Quando Zhou Xiaolong saiu do banho já vestido, Su Xiaodie já havia colocado a comida quente na mesa.

“Que cheiro delicioso, Xiaodie! Você cozinha muito bem. Quem casar com você vai ser muito feliz.” Zhou Xiaolong elogiou.

“Quando brincávamos de casinha na infância, já me casei com você umas oitocentas vezes.” Su Xiaodie brincou.

Zhou Xiaolong levou duas garfadas à boca, perdido em lembranças.

Jamais esqueceria o quanto Su Xiaodie sempre fora boa para ele.

Agora, recuperado, sentia que precisava retribuir todo o carinho dela.

Enquanto servia mais comida para Zhou Xiaolong, Su Xiaodie disse em tom suave: “Xiaolong, posso mesmo me casar com você?”

Zhou Xiaolong quase engasgou com o arroz: “Está falando sério?”

Su Xiaodie, enrubescida, respondeu: “Muitas das minhas colegas já casaram e têm filhos. Se eu esperar mais dois anos, viro solteirona.”

“Mas eu sou um tolo!” Zhou Xiaolong replicou.

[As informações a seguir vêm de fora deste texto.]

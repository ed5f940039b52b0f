use std::cell::Cell;
use std::time::{Duration, Instant};

use rdfu_core::flash::{flash, FlashOptions, FlashStats};
use rdfu_core::image::builder::{build_uf2, BlockBuilder};
use rdfu_core::image::uf2::BLOCK_SIZE;
use rdfu_core::progress::NoProgress;
use rdfu_core::read::read_memory;
use rdfu_core::reboot::{Clock, RediscoveryConfig};
use rdfu_core::Error;

use super::*;

/// Clock that advances only when slept on
struct StepClock {
    now: Cell<Instant>,
}

impl StepClock {
    fn new() -> Self {
        Self {
            now: Cell::new(Instant::now()),
        }
    }
}

impl Clock for StepClock {
    fn now(&self) -> Instant {
        self.now.get()
    }

    fn sleep(&self, duration: Duration) {
        self.now.set(self.now.get() + duration);
    }
}

fn bus() -> DummyBus {
    DummyBus::new(DummyConfig::default()).unwrap()
}

fn pattern(len: usize, seed: u8) -> Vec<u8> {
    (0..len).map(|i| (i as u8).wrapping_mul(7).wrapping_add(seed)).collect()
}

/// (address, payload, reboot address) triples to a UF2 file
fn uf2(blocks: &[(u32, &[u8], Option<u32>)]) -> Vec<u8> {
    let blocks: Vec<BlockBuilder> = blocks
        .iter()
        .map(|&(addr, payload, reboot)| match reboot {
            Some(reboot_address) => BlockBuilder::reboot(addr, payload, reboot_address),
            None => BlockBuilder::new(addr, payload),
        })
        .collect();
    build_uf2(&blocks)
}

fn fast_rediscovery(timeout: Duration) -> FlashOptions {
    FlashOptions {
        start_address: None,
        rediscovery: RediscoveryConfig {
            timeout,
            poll_interval: Duration::from_millis(100),
        },
    }
}

#[test]
fn test_flash_plain_binary() {
    let bus = bus();
    let image = pattern(5000, 1);

    let stats = flash(
        bus.device().unwrap(),
        &image,
        &FlashOptions::default(),
        &StepClock::new(),
        &mut NoProgress,
    )
    .unwrap();

    assert_eq!(
        stats,
        FlashStats {
            ranges: 1,
            bytes: 5000,
            reboots: 0
        }
    );
    assert_eq!(bus.read(0x0800_0000, 5000), image);
    assert_eq!(bus.read(0x0800_0000 + 5000, 4), vec![0xFF; 4]);
    assert_eq!(bus.erase_log(), vec![0x0800_0000]);
    assert!(bus.has_left());
    assert!(!bus.is_present());
}

#[test]
fn test_flash_erases_stale_contents() {
    let bus = bus();
    bus.load(0x0800_0000, &[0u8; 64]).unwrap();
    let image = pattern(64, 0x80);

    flash(
        bus.device().unwrap(),
        &image,
        &FlashOptions::default(),
        &StepClock::new(),
        &mut NoProgress,
    )
    .unwrap();

    assert_eq!(bus.read(0x0800_0000, 64), image);
}

#[test]
fn test_flash_across_page_sizes() {
    let bus = bus();
    let image = pattern(70_000, 3);
    let options = FlashOptions {
        start_address: Some(0x0801_0000),
        ..FlashOptions::default()
    };

    flash(bus.device().unwrap(), &image, &options, &StepClock::new(), &mut NoProgress).unwrap();

    assert_eq!(bus.erase_log(), vec![0x0801_0000, 0x0802_0000]);
    assert_eq!(bus.read(0x0801_0000, image.len()), image);
}

#[test]
fn test_flash_small_transfer_size() {
    let bus = DummyBus::new(DummyConfig {
        transfer_size: 64,
        ..DummyConfig::default()
    })
    .unwrap();
    let image = pattern(1000, 9);

    flash(
        bus.device().unwrap(),
        &image,
        &FlashOptions::default(),
        &StepClock::new(),
        &mut NoProgress,
    )
    .unwrap();

    assert_eq!(bus.read(0x0800_0000, 1000), image);
}

#[test]
fn test_flash_outside_memory() {
    let bus = bus();
    let options = FlashOptions {
        start_address: Some(0x080F_FF00),
        ..FlashOptions::default()
    };

    let err = flash(
        bus.device().unwrap(),
        &[0u8; 512],
        &options,
        &StepClock::new(),
        &mut NoProgress,
    )
    .unwrap_err();

    assert!(matches!(err, Error::Device { stage: "start download", .. }));
    assert!(bus.erase_log().is_empty());
    assert!(!bus.has_left());
}

#[test]
fn test_flash_uf2_with_reboot() {
    let bus = bus();
    let first = pattern(512, 0x10);
    let second = pattern(256, 0x20);
    let image = uf2(&[
        (0x0800_0000, &first[..256], None),
        (0x0800_0100, &first[256..], None),
        (0x2000_0000, b"BDFU", Some(0x0800_0000)),
        (0x0802_0000, &second, None),
    ]);

    let stats = flash(
        bus.device().unwrap(),
        &image,
        &fast_rediscovery(Duration::from_secs(5)),
        &StepClock::new(),
        &mut NoProgress,
    )
    .unwrap();

    assert_eq!(
        stats,
        FlashStats {
            ranges: 2,
            bytes: 768,
            reboots: 1
        }
    );
    assert_eq!(
        bus.reboots(),
        vec![RebootRecord {
            address: 0x2000_0000,
            data: b"BDFU".to_vec(),
            reboot_address: 0x0800_0000,
        }]
    );
    assert_eq!(bus.erase_log(), vec![0x0800_0000, 0x0802_0000]);
    assert_eq!(bus.read(0x0800_0000, 512), first);
    assert_eq!(bus.read(0x0802_0000, 256), second);
    assert!(bus.has_left());
}

#[test]
fn test_flash_uf2_rediscovery_timeout() {
    let bus = DummyBus::new(DummyConfig {
        reappear_after: None,
        ..DummyConfig::default()
    })
    .unwrap();
    let first = pattern(256, 0x30);
    let image = uf2(&[
        (0x0800_0000, &first, None),
        (0x2000_0000, b"BDFU", Some(0x0800_0000)),
        (0x0802_0000, &[0u8; 256], None),
    ]);

    let err = flash(
        bus.device().unwrap(),
        &image,
        &fast_rediscovery(Duration::from_secs(1)),
        &StepClock::new(),
        &mut NoProgress,
    )
    .unwrap_err();

    assert!(matches!(err, Error::RediscoveryTimeout(t) if t == Duration::from_secs(1)));
    assert_eq!(bus.read(0x0800_0000, 256), first);
    assert_eq!(bus.erase_log(), vec![0x0800_0000]);
    assert!(!bus.has_left());
}

#[test]
fn test_malformed_uf2_touches_nothing() {
    let bus = bus();
    let mut image = uf2(&[(0x0800_0000, &[1u8; 256], None), (0x0800_0100, &[2u8; 256], None)]);
    image.truncate(BLOCK_SIZE + 100);

    let err = flash(
        bus.device().unwrap(),
        &image,
        &FlashOptions::default(),
        &StepClock::new(),
        &mut NoProgress,
    )
    .unwrap_err();

    assert!(matches!(err, Error::MalformedImage(_)));
    assert!(bus.erase_log().is_empty());
    assert_eq!(bus.read(0x0800_0000, 4), vec![0xFF; 4]);
}

#[test]
fn test_read_back() {
    let bus = bus();
    let data = pattern(5000, 0x42);
    bus.load(0x0800_1000, &data).unwrap();

    let mut device = bus.device().unwrap();
    let read = read_memory(&mut device, 0x0800_1000, data.len(), &mut NoProgress).unwrap();
    assert_eq!(read, data);
}

#[test]
fn test_read_past_end() {
    let bus = bus();
    let mut device = bus.device().unwrap();

    let err = read_memory(&mut device, 0x080F_FF00, 0x200, &mut NoProgress).unwrap_err();
    assert!(matches!(err, Error::TransferFailure { address: 0x080F_FF00, .. }));
}

#[test]
fn test_program_requires_erase() {
    let bus = bus();
    let mut device = bus.device().unwrap();

    assert_eq!(
        device.download(0x0800_0000, &[0x12]),
        Err(DummyError::NotErased(0x0800_0000))
    );
    assert_eq!(
        device.erase_page(0x0800_0100),
        Err(DummyError::Unaligned(0x0800_0100))
    );
    device.erase_page(0x0800_0000).unwrap();
    device.download(0x0800_0000, &[0xF0]).unwrap();
    device.download(0x0800_0000, &[0x3C]).unwrap();
    assert_eq!(bus.read(0x0800_0000, 1), vec![0x30]);
}

#[test]
fn test_transfer_size_enforced() {
    let bus = bus();
    let mut device = bus.device().unwrap();
    device.erase_page(0x0800_0000).unwrap();

    assert_eq!(
        device.download(0x0800_0000, &[0u8; 2049]),
        Err(DummyError::TransferTooLarge { len: 2049, max: 2048 })
    );
}

#[test]
fn test_read_only_segment() {
    let bus = DummyBus::new(DummyConfig {
        layout: "@Option Bytes  /0x1FFFC000/01*016 a".to_string(),
        ..DummyConfig::default()
    })
    .unwrap();
    let mut device = bus.device().unwrap();

    assert_eq!(
        device.erase_page(0x1FFF_C000),
        Err(DummyError::NotErasable(0x1FFF_C000))
    );
    assert_eq!(
        device.download(0x1FFF_C000, &[0]),
        Err(DummyError::NotWritable(0x1FFF_C000))
    );
}

#[test]
fn test_rediscovery_after_polls() {
    let bus = bus();
    let device = bus.device().unwrap();

    let mut token = device.reboot(0x2000_0000, b"BDFU", 0x0800_0000).unwrap();
    assert!(bus.device().is_none());
    for _ in 0..3 {
        assert!(token.rediscover().unwrap().is_none());
    }
    let device = token.rediscover().unwrap().unwrap();
    assert_eq!(device.info().product_id, 0xDF11);
    assert!(bus.is_present());
}

#[test]
fn test_filter_mismatch() {
    let bus = bus();
    assert!(bus.find_devices(&DeviceFilter::exact(0x1209, 0x0001)).is_empty());
    assert_eq!(bus.find_devices(&DeviceFilter::exact(0x0483, 0xDF11)).len(), 1);
}

#[test]
fn test_invalid_layout() {
    let err = DummyBus::new(DummyConfig {
        layout: "nonsense".to_string(),
        ..DummyConfig::default()
    })
    .err()
    .unwrap();
    assert_eq!(err, DummyError::InvalidLayout("nonsense".to_string()));
}

#[test]
fn test_flash_option_bytes_without_erase() {
    let bus = DummyBus::new(DummyConfig {
        layout: "@Option Bytes /0x1FFFC000/01*016 e".to_string(),
        ..DummyConfig::default()
    })
    .unwrap();
    let options = FlashOptions {
        start_address: Some(0x1FFF_C000),
        ..FlashOptions::default()
    };
    let bytes = pattern(16, 0x5A);

    let stats = flash(
        bus.device().unwrap(),
        &bytes,
        &options,
        &StepClock::new(),
        &mut NoProgress,
    )
    .unwrap();

    assert_eq!(stats.bytes, 16);
    assert!(bus.erase_log().is_empty());
    assert_eq!(bus.read(0x1FFF_C000, 16), bytes);
    assert!(bus.has_left());
}

fn bootloader_and_application() -> DummyBus {
    DummyBus::new(DummyConfig {
        product_string: "Radio Bootloader".to_string(),
        after_reboot: Some(DummyPersona {
            product_string: "Radio".to_string(),
            layout: "@Application /0x08020000/07*128Kg".to_string(),
        }),
        ..DummyConfig::default()
    })
    .unwrap()
}

#[test]
fn test_flash_uf2_reboot_into_application() {
    let bus = bootloader_and_application();
    let bootloader = pattern(256, 0x01);
    let application = pattern(256, 0x02);
    let image = uf2(&[
        (0x0800_0000, &bootloader, None),
        (0x2000_0000, b"BDFU", Some(0x0802_0000)),
        (0x0802_0000, &application, None),
    ]);

    flash(
        bus.device().unwrap(),
        &image,
        &fast_rediscovery(Duration::from_secs(5)),
        &StepClock::new(),
        &mut NoProgress,
    )
    .unwrap();

    let info = bus.info();
    assert_eq!(info.product_string, "Radio");
    assert_eq!(info.interfaces[0].name(), "Application");
    assert_eq!(bus.read(0x0802_0000, 256), application);
    // Bootloader flash is no longer mapped
    assert!(bus.read(0x0800_0000, 4).is_empty());
    assert_eq!(bus.erase_log(), vec![0x0800_0000, 0x0802_0000]);
}

#[test]
fn test_persona_swaps_back_and_keeps_memory() {
    let bus = bootloader_and_application();
    bus.load(0x0802_0000, &[1, 2, 3, 4]).unwrap();

    let mut token = bus.device().unwrap().reboot(0x2000_0000, b"BDFU", 0x0802_0000).unwrap();
    let app = loop {
        if let Some(device) = token.rediscover().unwrap() {
            break device;
        }
    };
    assert_eq!(app.info().product_string, "Radio");
    assert_eq!(bus.read(0x0802_0000, 4), vec![1, 2, 3, 4]);

    let mut token = app.reboot(0x2000_0000, b"BDFU", 0x0800_0000).unwrap();
    let bootloader = loop {
        if let Some(device) = token.rediscover().unwrap() {
            break device;
        }
    };
    assert_eq!(bootloader.info().product_string, "Radio Bootloader");
    assert_eq!(bus.read(0x0802_0000, 4), vec![1, 2, 3, 4]);
    assert_eq!(bus.read(0x0800_0000, 2), vec![0xFF, 0xFF]);
}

“Eu não me importo com isso, e você ainda vai se importar comigo?” Su Xiaodie disse, cheia de doçura.

Zhou Xiaolong balançou a cabeça vigorosamente.

Todos sabiam que Su Xiaodie era a moça mais bonita da Vila das Flores de Pessegueiro. Durante o último ano, tantos pretendentes vieram bater à sua porta que quase desgastaram o batente, mas ela recusou todos, sem exceção.

Depois de ver o mar, nenhuma outra água serve; depois das nuvens de Wushan, nenhuma outra nuvem satisfaz.

Aos olhos dela, nenhum outro homem fazia sentido além de Zhou Xiaolong.

“Mas será que seu pai aceitaria?” Zhou Xiaolong perguntou, cauteloso.

Ao ouvir isso, a luz nos olhos de Su Xiaodie se apagou de imediato.

Seu pai, Su Zhenlin, era o chefe do vilarejo. Como poderia permitir que sua preciosa filha se casasse com um rapaz incapaz de cuidar sequer de si mesmo?